Directions for this task:
The string "sqlx" may appear in lines of the data; report how many lines contain it, with no other output.

Data extract:
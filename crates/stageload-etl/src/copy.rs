//! Ad-hoc table copy utilities
//!
//! CSV export of a table, structural table copies, and CSV re-import into an
//! existing table. These are thin wrappers around the database used for
//! one-off copies; unlike the staging loaders they carry no audit trail.

use std::path::Path;

use sqlx::{Connection, PgConnection, Postgres, QueryBuilder, Row};
use tracing::info;

use crate::format;
use crate::sql;
use stageload_common::{EtlError, Result};

/// Rows per INSERT statement on import; the whole import still commits once.
const IMPORT_CHUNK_SIZE: usize = 1000;

/// Column name and catalog type of a target table column.
#[derive(Debug, Clone)]
struct TargetColumn {
    name: String,
    data_type: String,
}

async fn describe_table(
    conn: &mut PgConnection,
    schema: &str,
    table: &str,
) -> Result<Vec<TargetColumn>> {
    let rows = sqlx::query(
        "SELECT column_name::text, data_type::text \
         FROM information_schema.columns \
         WHERE table_schema = $1 AND table_name = $2 \
         ORDER BY ordinal_position",
    )
    .bind(schema)
    .bind(table)
    .fetch_all(&mut *conn)
    .await?;

    if rows.is_empty() {
        return Err(EtlError::Config(format!(
            "table {}.{} does not exist",
            schema, table
        )));
    }

    let mut columns = Vec::with_capacity(rows.len());
    for row in rows {
        columns.push(TargetColumn {
            name: row.try_get(0)?,
            data_type: row.try_get(1)?,
        });
    }
    Ok(columns)
}

/// Export every row of `schema.table` to a comma-delimited CSV file with a
/// header row. NULLs become empty cells. Returns the exported row count.
pub async fn export_table(
    conn: &mut PgConnection,
    table_ref: &str,
    output: &Path,
) -> Result<u64> {
    let (schema, table) = sql::parse_table_ref(table_ref)?;
    info!(table = %table_ref, output = %output.display(), "exporting table");

    let columns = describe_table(conn, &schema, &table).await?;
    let select_list = columns
        .iter()
        .map(|column| format!("{}::text", sql::quote_ident(&column.name)))
        .collect::<Vec<_>>()
        .join(", ");

    let rows = sqlx::query(&format!(
        "SELECT {} FROM {}",
        select_list,
        sql::qualified(&schema, &table)
    ))
    .fetch_all(&mut *conn)
    .await?;

    let mut writer = csv::Writer::from_path(output)?;
    writer.write_record(columns.iter().map(|column| column.name.as_str()))?;
    for row in &rows {
        let mut record = Vec::with_capacity(columns.len());
        for idx in 0..columns.len() {
            record.push(row.try_get::<Option<String>, _>(idx)?.unwrap_or_default());
        }
        writer.write_record(&record)?;
    }
    writer.flush()?;

    info!(rows = rows.len(), "export completed");
    Ok(rows.len() as u64)
}

/// Create an emptied structural copy of `source_ref` named `target_ref`
/// (`CREATE TABLE IF NOT EXISTS .. (LIKE .. INCLUDING ALL)` plus truncate).
pub async fn create_table_copy(
    conn: &mut PgConnection,
    source_ref: &str,
    target_ref: &str,
) -> Result<()> {
    let (src_schema, src_table) = sql::parse_table_ref(source_ref)?;
    let (dst_schema, dst_table) = sql::parse_table_ref(target_ref)?;
    info!(source = %source_ref, target = %target_ref, "creating table copy");

    let mut tx = conn.begin().await?;
    sqlx::query(&format!(
        "CREATE TABLE IF NOT EXISTS {} (LIKE {} INCLUDING ALL)",
        sql::qualified(&dst_schema, &dst_table),
        sql::qualified(&src_schema, &src_table)
    ))
    .execute(&mut *tx)
    .await?;
    sqlx::query(&format!(
        "TRUNCATE TABLE {}",
        sql::qualified(&dst_schema, &dst_table)
    ))
    .execute(&mut *tx)
    .await?;
    tx.commit().await?;

    info!(target = %target_ref, "table copy ready");
    Ok(())
}

/// Import a headered CSV file into an existing table. Values are bound as
/// text and cast server-side to each column's catalog type; empty cells
/// become NULL. The whole import commits as one transaction. Returns the
/// imported row count.
pub async fn import_csv(
    conn: &mut PgConnection,
    input: &Path,
    table_ref: &str,
) -> Result<u64> {
    let (schema, table) = sql::parse_table_ref(table_ref)?;
    info!(input = %input.display(), table = %table_ref, "importing CSV");

    let columns = describe_table(conn, &schema, &table).await?;

    let mut reader = csv::ReaderBuilder::new()
        .has_headers(true)
        .flexible(true)
        .from_reader(format::open_after_bom(input)?);
    let headers = reader.headers()?.clone();

    let mut cast_types = Vec::with_capacity(headers.len());
    let mut unknown = Vec::new();
    for header in headers.iter() {
        match columns.iter().find(|column| column.name == header.trim()) {
            Some(column) => cast_types.push(column.data_type.clone()),
            None => unknown.push(header.to_string()),
        }
    }
    if !unknown.is_empty() {
        return Err(EtlError::Config(format!(
            "table {} has no columns named: {}",
            table_ref,
            unknown.join(", ")
        )));
    }

    let mut rows: Vec<Vec<Option<String>>> = Vec::new();
    for record in reader.records() {
        let record = record?;
        rows.push(
            (0..headers.len())
                .map(|idx| {
                    record
                        .get(idx)
                        .filter(|cell| !cell.is_empty())
                        .map(str::to_string)
                })
                .collect(),
        );
    }

    if rows.is_empty() {
        info!(table = %table_ref, "nothing to import");
        return Ok(0);
    }

    let insert_prefix = format!(
        "INSERT INTO {} ({}) ",
        sql::qualified(&schema, &table),
        headers
            .iter()
            .map(|header| sql::quote_ident(header.trim()))
            .collect::<Vec<_>>()
            .join(", ")
    );

    let mut tx = conn.begin().await?;
    for chunk in rows.chunks(IMPORT_CHUNK_SIZE) {
        let mut query_builder: QueryBuilder<Postgres> = QueryBuilder::new(&insert_prefix);
        query_builder.push_values(chunk, |mut b, row| {
            for (value, data_type) in row.iter().zip(&cast_types) {
                b.push_bind(value.clone())
                    .push_unseparated(format!("::{}", data_type));
            }
        });
        query_builder.build().execute(&mut *tx).await?;
    }
    tx.commit().await?;

    info!(rows = rows.len(), table = %table_ref, "import completed");
    Ok(rows.len() as u64)
}
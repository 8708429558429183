//! End-to-end load tests against a live PostgreSQL instance.
//!
//! These tests are marked `#[ignore]` and run with `cargo test -- --ignored`
//! once `STAGELOAD_DB_*` points at a database the test role can create
//! schemas in. Each test provisions its own tables under dedicated schemas
//! so repeated runs start clean.

use std::io::Write as _;
use std::path::PathBuf;

use sqlx::{PgConnection, Row};
use stageload_etl::audit::{ProcessLogger, ETL_PROCESS};
use stageload_etl::config::{AuditConfig, EtlConfig};
use stageload_etl::mapping::{find, standard_mappings};
use stageload_etl::{loader, pipeline, EtlError};

const TEST_SCHEMA: &str = "stageload_test";
const TEST_LOG_SCHEMA: &str = "stageload_test_logs";

async fn connect() -> PgConnection {
    let config = EtlConfig::load().expect("config");
    pipeline::connect(&config.database).await.expect("connect")
}

fn test_audit() -> AuditConfig {
    AuditConfig {
        schema: TEST_LOG_SCHEMA.to_string(),
        table: "etl_logs".to_string(),
    }
}

async fn provision(conn: &mut PgConnection) {
    let statements = [
        format!("CREATE SCHEMA IF NOT EXISTS {TEST_SCHEMA}"),
        format!("CREATE SCHEMA IF NOT EXISTS {TEST_LOG_SCHEMA}"),
        format!(
            "CREATE TABLE IF NOT EXISTS {TEST_LOG_SCHEMA}.etl_logs (\
               process_name text NOT NULL,\
               start_time timestamptz NOT NULL,\
               end_time timestamptz,\
               status text NOT NULL,\
               rows_processed bigint,\
               error_message text)"
        ),
        format!(
            "CREATE TABLE IF NOT EXISTS {TEST_SCHEMA}.ft_balance_f (\
               on_date date,\
               account_rk bigint,\
               currency_rk bigint,\
               balance_out double precision)"
        ),
        format!("TRUNCATE TABLE {TEST_LOG_SCHEMA}.etl_logs"),
        format!("TRUNCATE TABLE {TEST_SCHEMA}.ft_balance_f"),
    ];
    for statement in &statements {
        sqlx::query(statement).execute(&mut *conn).await.expect("provision");
    }
}

fn balance_extract(rows: usize) -> tempfile::NamedTempFile {
    let mut file = tempfile::NamedTempFile::new().expect("temp file");
    writeln!(file, "on_date;account_rk;currency_rk;balance_out").unwrap();
    for i in 0..rows {
        writeln!(file, "31.01.2018;{};810;{}.25", 1000 + i, i).unwrap();
    }
    file.flush().unwrap();
    file
}

async fn table_count(conn: &mut PgConnection) -> i64 {
    sqlx::query_scalar(&format!("SELECT count(*) FROM {TEST_SCHEMA}.ft_balance_f"))
        .fetch_one(conn)
        .await
        .expect("count")
}

async fn last_audit_row(conn: &mut PgConnection, process: &str) -> (String, Option<i64>, Option<String>) {
    let row = sqlx::query(&format!(
        "SELECT status, rows_processed, error_message \
         FROM {TEST_LOG_SCHEMA}.etl_logs \
         WHERE process_name = $1 AND status <> 'STARTED' \
         ORDER BY end_time DESC LIMIT 1"
    ))
    .bind(process)
    .fetch_one(conn)
    .await
    .expect("audit row");
    (row.get(0), row.get(1), row.get(2))
}

#[tokio::test]
#[ignore = "requires a PostgreSQL database (set STAGELOAD_DB_*)"]
async fn loads_2500_rows_in_three_batches() {
    let mut conn = connect().await;
    provision(&mut conn).await;

    let mappings = standard_mappings();
    let balance = find(&mappings, "ft_balance_f").unwrap();
    let extract = balance_extract(2500);
    let logger = ProcessLogger::new(&test_audit());

    let rows = loader::load(&mut conn, &logger, TEST_SCHEMA, balance, extract.path())
        .await
        .expect("load");

    assert_eq!(rows, 2500);
    assert_eq!(table_count(&mut conn).await, 2500);

    let (status, rows_processed, error) = last_audit_row(&mut conn, "LOAD_ft_balance_f").await;
    assert_eq!(status, "COMPLETED");
    assert_eq!(rows_processed, Some(2500));
    assert_eq!(error, None);
}

#[tokio::test]
#[ignore = "requires a PostgreSQL database (set STAGELOAD_DB_*)"]
async fn unparseable_dates_are_skipped_not_fatal() {
    let mut conn = connect().await;
    provision(&mut conn).await;

    let mut extract = tempfile::NamedTempFile::new().unwrap();
    writeln!(extract, "on_date;account_rk;currency_rk;balance_out").unwrap();
    writeln!(extract, "31.01.2018;1;810;1.5").unwrap();
    writeln!(extract, "not-a-date;2;810;2.5").unwrap();
    writeln!(extract, "2018-01-31;garbage;810;still-loads").unwrap();
    extract.flush().unwrap();

    let mappings = standard_mappings();
    let balance = find(&mappings, "ft_balance_f").unwrap();
    let logger = ProcessLogger::new(&test_audit());

    let rows = loader::load(&mut conn, &logger, TEST_SCHEMA, balance, extract.path())
        .await
        .expect("load");

    // Row 2 is dropped for its date; row 3 survives with nulled numerics.
    assert_eq!(rows, 2);
    assert_eq!(table_count(&mut conn).await, 2);
}

#[tokio::test]
#[ignore = "requires a PostgreSQL database (set STAGELOAD_DB_*)"]
async fn missing_column_aborts_before_any_insert() {
    let mut conn = connect().await;
    provision(&mut conn).await;

    let mut extract = tempfile::NamedTempFile::new().unwrap();
    writeln!(extract, "on_date;account_rk;currency_rk").unwrap();
    writeln!(extract, "31.01.2018;1;810").unwrap();
    extract.flush().unwrap();

    let mappings = standard_mappings();
    let balance = find(&mappings, "ft_balance_f").unwrap();
    let logger = ProcessLogger::new(&test_audit());

    let err = loader::load(&mut conn, &logger, TEST_SCHEMA, balance, extract.path())
        .await
        .unwrap_err();

    match err {
        EtlError::Load { table, source } => {
            assert_eq!(table, "ft_balance_f");
            assert!(matches!(*source, EtlError::MissingColumns { .. }));
        },
        other => panic!("unexpected error: {other}"),
    }

    assert_eq!(table_count(&mut conn).await, 0);

    let (status, rows_processed, error) = last_audit_row(&mut conn, "LOAD_ft_balance_f").await;
    assert_eq!(status, "FAILED");
    assert_eq!(rows_processed, Some(0));
    assert!(error.unwrap().contains("balance_out"));
}

#[tokio::test]
#[ignore = "requires a PostgreSQL database (set STAGELOAD_DB_*)"]
async fn failed_load_leaves_no_completed_pipeline_row() {
    let mut conn = connect().await;
    provision(&mut conn).await;

    // Point the pipeline at a data directory where the first table's extract
    // is malformed (missing a mapped column); the run must stop there.
    let dir = tempfile::tempdir().unwrap();
    for table in stageload_etl::config::STAGING_TABLES {
        std::fs::write(
            dir.path().join(format!("{table}.csv")),
            "not_a_mapped_column\nvalue\n",
        )
        .unwrap();
    }

    let mut config = EtlConfig::load().expect("config");
    config.data_dir = dir.path().to_path_buf();
    config.staging_schema = TEST_SCHEMA.to_string();
    config.audit = test_audit();

    let err = pipeline::run(&config).await.unwrap_err();
    assert!(matches!(err, EtlError::Load { .. }));

    let statuses: Vec<String> = sqlx::query_scalar(&format!(
        "SELECT status FROM {TEST_LOG_SCHEMA}.etl_logs WHERE process_name = $1"
    ))
    .bind(ETL_PROCESS)
    .fetch_all(&mut conn)
    .await
    .expect("statuses");
    assert!(statuses.contains(&"STARTED".to_string()));
    assert!(!statuses.contains(&"COMPLETED".to_string()));

    // Fail-fast: nothing after the first table was attempted.
    let later: i64 = sqlx::query_scalar(&format!(
        "SELECT count(*) FROM {TEST_LOG_SCHEMA}.etl_logs WHERE process_name = 'LOAD_ft_posting_f'"
    ))
    .fetch_one(&mut conn)
    .await
    .expect("count");
    assert_eq!(later, 0);
}

// No database needed: the file check rejects the run before connecting.
#[tokio::test]
async fn missing_extract_fails_before_connecting() {
    let dir = tempfile::tempdir().unwrap();
    let config = EtlConfig {
        data_dir: PathBuf::from(dir.path()),
        ..EtlConfig::default()
    };

    let err = pipeline::run(&config).await.unwrap_err();
    assert!(matches!(err, EtlError::Config(_)));
    assert!(err.to_string().contains("ft_balance_f.csv"));
}
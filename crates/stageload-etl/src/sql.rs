//! SQL identifier helpers
//!
//! Identifiers interpolated into generated statements (TRUNCATE, INSERT
//! column lists, table copies) always pass through [`quote_ident`]; data
//! values are always bound as parameters, never interpolated.

use stageload_common::{EtlError, Result};

/// PostgreSQL identifier length limit in bytes.
const MAX_IDENT_BYTES: usize = 63;

/// Quote an identifier for safe interpolation into generated SQL.
pub fn quote_ident(name: &str) -> String {
    format!("\"{}\"", name.replace('"', "\"\""))
}

/// `schema.table` with both parts quoted.
pub fn qualified(schema: &str, table: &str) -> String {
    format!("{}.{}", quote_ident(schema), quote_ident(table))
}

/// Validate a plain identifier: letters, digits, underscore, starting with
/// a letter or underscore, at most 63 bytes.
pub fn validate_ident(name: &str) -> Result<()> {
    if name.is_empty() {
        return Err(EtlError::Config("identifier must not be empty".to_string()));
    }
    if name.len() > MAX_IDENT_BYTES {
        return Err(EtlError::Config(format!(
            "identifier '{}' exceeds the {} byte limit",
            name, MAX_IDENT_BYTES
        )));
    }
    let mut chars = name.chars();
    let first = chars.next().unwrap_or('_');
    if !first.is_ascii_alphabetic() && first != '_' {
        return Err(EtlError::Config(format!(
            "identifier '{}' must start with a letter or underscore",
            name
        )));
    }
    for ch in chars {
        if !ch.is_ascii_alphanumeric() && ch != '_' {
            return Err(EtlError::Config(format!(
                "identifier '{}' contains invalid character '{}'",
                name, ch
            )));
        }
    }
    Ok(())
}

/// Parse a `schema.table` reference as accepted by the copy utilities.
pub fn parse_table_ref(reference: &str) -> Result<(String, String)> {
    let mut parts = reference.splitn(2, '.');
    let schema = parts.next().unwrap_or_default();
    let table = parts.next().ok_or_else(|| {
        EtlError::Config(format!(
            "table reference '{}' must be schema-qualified (schema.table)",
            reference
        ))
    })?;
    validate_ident(schema)?;
    validate_ident(table)?;
    Ok((schema.to_string(), table.to_string()))
}

#[cfg(test)]
#[allow(clippy::unwrap_used)]
mod tests {
    use super::*;

    #[test]
    fn quotes_plain_identifiers() {
        assert_eq!(quote_ident("ft_balance_f"), "\"ft_balance_f\"");
        assert_eq!(qualified("ds", "ft_balance_f"), "\"ds\".\"ft_balance_f\"");
    }

    #[test]
    fn doubles_embedded_quotes() {
        assert_eq!(quote_ident("bad\"name"), "\"bad\"\"name\"");
    }

    #[test]
    fn validates_identifiers() {
        assert!(validate_ident("md_account_d").is_ok());
        assert!(validate_ident("_hidden").is_ok());
        assert!(validate_ident("").is_err());
        assert!(validate_ident("1starts_with_digit").is_err());
        assert!(validate_ident("has space").is_err());
        assert!(validate_ident(&"x".repeat(64)).is_err());
    }

    #[test]
    fn parses_schema_qualified_references() {
        let (schema, table) = parse_table_ref("dm.dm_f101_round_f").unwrap();
        assert_eq!(schema, "dm");
        assert_eq!(table, "dm_f101_round_f");

        assert!(parse_table_ref("unqualified").is_err());
        assert!(parse_table_ref("dm.bad name").is_err());
    }
}
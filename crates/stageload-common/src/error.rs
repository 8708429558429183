//! Error types for stageload

use std::path::PathBuf;
use thiserror::Error;

/// Result type alias for stageload operations
pub type Result<T> = std::result::Result<T, EtlError>;

/// Main error type for the load pipeline.
///
/// Variants form a closed set so that callers can tell row-scoped,
/// skippable failures apart from table- or pipeline-fatal ones without
/// inspecting message strings.
#[derive(Error, Debug)]
pub enum EtlError {
    #[error("configuration error: {0}")]
    Config(String),

    #[error("could not detect delimited format of {}: {reason}", path.display())]
    FormatDetection { path: PathBuf, reason: String },

    #[error("{} is missing required columns: {}", path.display(), columns.join(", "))]
    MissingColumns { path: PathBuf, columns: Vec<String> },

    #[error("unrecognized date {value:?} in column {column}")]
    RowCoercion { column: String, value: String },

    #[error("database error: {0}")]
    Database(#[from] sqlx::Error),

    #[error("audit log write failed: {0}")]
    AuditLog(String),

    #[error("IO error: {0}")]
    Io(#[from] std::io::Error),

    #[error("CSV error: {0}")]
    Csv(#[from] csv::Error),

    #[error("failed to load table {table}: {source}")]
    Load {
        table: String,
        #[source]
        source: Box<EtlError>,
    },
}

impl EtlError {
    /// True for failures confined to a single input row. The loader skips
    /// these and keeps streaming; everything else aborts the table.
    pub fn is_row_scoped(&self) -> bool {
        matches!(self, EtlError::RowCoercion { .. })
    }

    /// Wrap a table-level failure for fail-fast propagation.
    pub fn load(table: impl Into<String>, source: EtlError) -> Self {
        EtlError::Load {
            table: table.into(),
            source: Box::new(source),
        }
    }
}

Answer box:
12